*WHAT IS EXPECTED*: After reading the data below, copy out every line that contains the word "return".

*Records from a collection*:
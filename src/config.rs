//! Layered configuration (spec.md §6.3): `DG_`-prefixed environment
//! variables form the base layer, then each configured YAML file is
//! deep-merged on top. No config-merging crate appears anywhere in the
//! retrieved pack, so the merge is hand-rolled the same way the teacher
//! hand-rolls its own logger instead of depending on one.

use std::collections::HashSet;
use std::path::Path;

use serde::Deserialize;
use serde_yaml::Value;

use crate::client::{Client, ClientRegistry};
use crate::error::Error;
use crate::upstream::adguard::AdGuardConfig;
use crate::upstream::cloudflare::CloudflareConfig;

/// Nesting separator for env-var keys (`DG_UPSTREAM__ADGUARD__AUTO_PTR`).
/// A single underscore is reserved for multi-word field names.
const ENV_PREFIX: &str = "DG_";
const ENV_SEPARATOR: &str = "__";

#[derive(Debug, Clone, Deserialize)]
#[serde(default)]
pub struct Config {
    pub listener: ListenerConfig,
    pub upstream: UpstreamConfig,
    pub log: LogConfig,
}

impl Default for Config {
    fn default() -> Self {
        Config {
            listener: ListenerConfig::default(),
            upstream: UpstreamConfig::default(),
            log: LogConfig::default(),
        }
    }
}

#[derive(Debug, Clone, Copy, Default, Deserialize, PartialEq, Eq)]
#[serde(rename_all = "snake_case")]
pub enum ListenerKind {
    None,
    #[default]
    Rfc2136,
}

#[derive(Debug, Clone, Default, Deserialize)]
#[serde(default)]
pub struct ListenerConfig {
    pub kind: ListenerKind,
    pub rfc2136: Rfc2136Config,
}

#[derive(Debug, Clone, Copy, Deserialize, PartialEq, Eq)]
#[serde(rename_all = "lowercase")]
pub enum Net {
    Udp,
    Tcp,
}

#[derive(Debug, Clone, Deserialize)]
#[serde(default)]
pub struct Rfc2136Config {
    pub addr: String,
    pub nets: Vec<Net>,
    pub clients: Vec<ClientConfig>,
}

impl Default for Rfc2136Config {
    fn default() -> Self {
        Rfc2136Config {
            addr: ":53".to_string(),
            nets: vec![Net::Udp, Net::Tcp],
            clients: Vec::new(),
        }
    }
}

#[derive(Debug, Clone, Deserialize)]
pub struct ClientConfig {
    pub name: String,
    pub secret: String,
    pub zones: Vec<String>,
    #[serde(default)]
    pub types: Vec<String>,
    #[serde(default)]
    pub xfr_allowed: bool,
    #[serde(default)]
    pub auto_delete: bool,
}

impl ClientConfig {
    fn into_client(self) -> Result<Client, Error> {
        use std::str::FromStr;

        let zones = self
            .zones
            .into_iter()
            .map(|z| {
                let z = crate::fqdn::fqdn(&z);
                if z.starts_with('.') {
                    z
                } else {
                    format!(".{z}")
                }
            })
            .collect();

        let mut types = HashSet::with_capacity(self.types.len());
        for t in &self.types {
            let rtype = domain::base::Rtype::from_str(&t.to_ascii_uppercase())
                .map_err(|_| Error::config(format!("unknown record type in client config: {t:?}")))?;
            types.insert(rtype);
        }

        Ok(Client {
            name: crate::fqdn::fqdn(&self.name),
            secret: self.secret,
            zones,
            types,
            auto_delete: self.auto_delete,
            xfr_allowed: self.xfr_allowed,
        })
    }
}

#[derive(Debug, Clone, Copy, Default, Deserialize, PartialEq, Eq)]
#[serde(rename_all = "lowercase")]
pub enum UpstreamKind {
    #[default]
    None,
    Adguard,
    Cloudflare,
}

#[derive(Debug, Clone, Default, Deserialize)]
#[serde(default)]
pub struct UpstreamConfig {
    pub kind: UpstreamKind,
    pub adguard: Option<AdGuardUpstreamConfig>,
    pub cloudflare: Option<CloudflareUpstreamConfig>,
}

#[derive(Debug, Clone, Deserialize)]
pub struct AdGuardUpstreamConfig {
    pub api_server_url: String,
    pub login: String,
    pub password: String,
    #[serde(default)]
    pub auto_ptr: bool,
}

#[derive(Debug, Clone, Deserialize)]
pub struct CloudflareUpstreamConfig {
    pub zone_id: String,
    pub token: String,
    #[serde(default)]
    pub auto_ptr: bool,
}

#[derive(Debug, Clone, Copy, Deserialize)]
#[serde(default)]
pub struct LogConfig {
    #[serde(deserialize_with = "de_level_filter")]
    pub level: log::LevelFilter,
    pub color: bool,
}

impl Default for LogConfig {
    fn default() -> Self {
        LogConfig {
            level: log::LevelFilter::Info,
            color: false,
        }
    }
}

fn de_level_filter<'de, D>(deserializer: D) -> std::result::Result<log::LevelFilter, D::Error>
where
    D: serde::Deserializer<'de>,
{
    let s = String::deserialize(deserializer)?;
    s.parse().map_err(serde::de::Error::custom)
}

impl Config {
    /// Builds the base env layer, then deep-merges each YAML file in
    /// `paths` on top (later files win), then validates.
    pub fn load(paths: &[impl AsRef<Path>]) -> Result<Config, Error> {
        let mut merged = env_layer();

        for path in paths {
            let text = std::fs::read_to_string(path)?;
            let layer: Value = serde_yaml::from_str(&text)?;
            deep_merge(&mut merged, layer);
        }

        let config: Config = serde_yaml::from_value(merged)?;
        config.validate()?;
        Ok(config)
    }

    fn validate(&self) -> Result<(), Error> {
        let mut seen = HashSet::new();
        for c in &self.listener.rfc2136.clients {
            if !seen.insert(c.name.clone()) {
                return Err(Error::config(format!("duplicate client name: {}", c.name)));
            }
            if c.secret.len() < 32 {
                return Err(Error::config(format!(
                    "client {:?} secret shorter than 32 characters",
                    c.name
                )));
            }
        }

        match self.upstream.kind {
            UpstreamKind::None => {}
            UpstreamKind::Adguard => {
                self.upstream
                    .adguard
                    .as_ref()
                    .ok_or_else(|| Error::config("upstream.kind is adguard but upstream.adguard is missing"))?;
            }
            UpstreamKind::Cloudflare => {
                self.upstream
                    .cloudflare
                    .as_ref()
                    .ok_or_else(|| Error::config("upstream.kind is cloudflare but upstream.cloudflare is missing"))?;
            }
        }

        Ok(())
    }

    /// Builds the client registry from the validated `listener.rfc2136.clients`.
    pub fn client_registry(&self) -> Result<ClientRegistry, Error> {
        let clients: Result<Vec<Client>, Error> = self
            .listener
            .rfc2136
            .clients
            .iter()
            .cloned()
            .map(ClientConfig::into_client)
            .collect();
        ClientRegistry::new(clients?)
    }

    /// Builds the configured upstream backend, or `None` for `kind: none`.
    pub fn upstream(&self) -> Result<Option<crate::upstream::Upstream>, Error> {
        match self.upstream.kind {
            UpstreamKind::None => Ok(None),
            UpstreamKind::Adguard => {
                let cfg = self.upstream.adguard.as_ref().expect("validated above");
                let upstream = crate::upstream::adguard::AdGuardUpstream::new(AdGuardConfig {
                    api_server_url: cfg.api_server_url.clone(),
                    login: cfg.login.clone(),
                    password: cfg.password.clone(),
                    auto_ptr: cfg.auto_ptr,
                })?;
                Ok(Some(crate::upstream::Upstream::AdGuard(upstream)))
            }
            UpstreamKind::Cloudflare => {
                let cfg = self.upstream.cloudflare.as_ref().expect("validated above");
                let upstream =
                    crate::upstream::cloudflare::CloudflareUpstream::new(CloudflareConfig {
                        zone_id: cfg.zone_id.clone(),
                        token: cfg.token.clone(),
                        auto_ptr: cfg.auto_ptr,
                    })?;
                Ok(Some(crate::upstream::Upstream::Cloudflare(upstream)))
            }
        }
    }
}

/// Scans `DG_`-prefixed environment variables into a nested
/// [`serde_yaml::Value`] tree, splitting keys on `__`.
fn env_layer() -> Value {
    let mut root = Value::Mapping(Default::default());

    for (key, value) in std::env::vars() {
        let Some(rest) = key.strip_prefix(ENV_PREFIX) else {
            continue;
        };
        let path: Vec<String> = rest
            .split(ENV_SEPARATOR)
            .map(|s| s.to_ascii_lowercase())
            .collect();
        set_path(&mut root, &path, Value::String(value));
    }

    root
}

fn set_path(root: &mut Value, path: &[String], value: Value) {
    let Value::Mapping(map) = root else {
        return;
    };

    if path.len() == 1 {
        map.insert(Value::String(path[0].clone()), value);
        return;
    }

    let key = Value::String(path[0].clone());
    let entry = map
        .entry(key)
        .or_insert_with(|| Value::Mapping(Default::default()));
    set_path(entry, &path[1..], value);
}

/// Merges `overlay` into `base`, recursing into nested mappings and
/// otherwise letting `overlay`'s value win.
fn deep_merge(base: &mut Value, overlay: Value) {
    match (base, overlay) {
        (Value::Mapping(base_map), Value::Mapping(overlay_map)) => {
            for (k, v) in overlay_map {
                match base_map.get_mut(&k) {
                    Some(existing) => deep_merge(existing, v),
                    None => {
                        base_map.insert(k, v);
                    }
                }
            }
        }
        (base, overlay) => *base = overlay,
    }
}

#[cfg(test)]
mod tests {
    use super::*;

    #[test]
    fn deep_merge_overrides_leaf_and_keeps_siblings() {
        let mut base: Value = serde_yaml::from_str("a: 1\nb: 2\n").unwrap();
        let overlay: Value = serde_yaml::from_str("b: 3\nc: 4\n").unwrap();
        deep_merge(&mut base, overlay);

        let merged: std::collections::BTreeMap<String, i64> =
            serde_yaml::from_value(base).unwrap();
        assert_eq!(merged.get("a"), Some(&1));
        assert_eq!(merged.get("b"), Some(&3));
        assert_eq!(merged.get("c"), Some(&4));
    }

    #[test]
    fn set_path_builds_nested_mapping() {
        let mut root = Value::Mapping(Default::default());
        set_path(
            &mut root,
            &["upstream".into(), "adguard".into(), "auto_ptr".into()],
            Value::String("true".into()),
        );

        let text = serde_yaml::to_string(&root).unwrap();
        assert!(text.contains("upstream"));
        assert!(text.contains("auto_ptr"));
    }
}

*FINISHED EXERCISE*:
                return Err(Error::config(format!("duplicate client name: {}", c.name)));
                return Err(Error::config(format!(
        return;
        return;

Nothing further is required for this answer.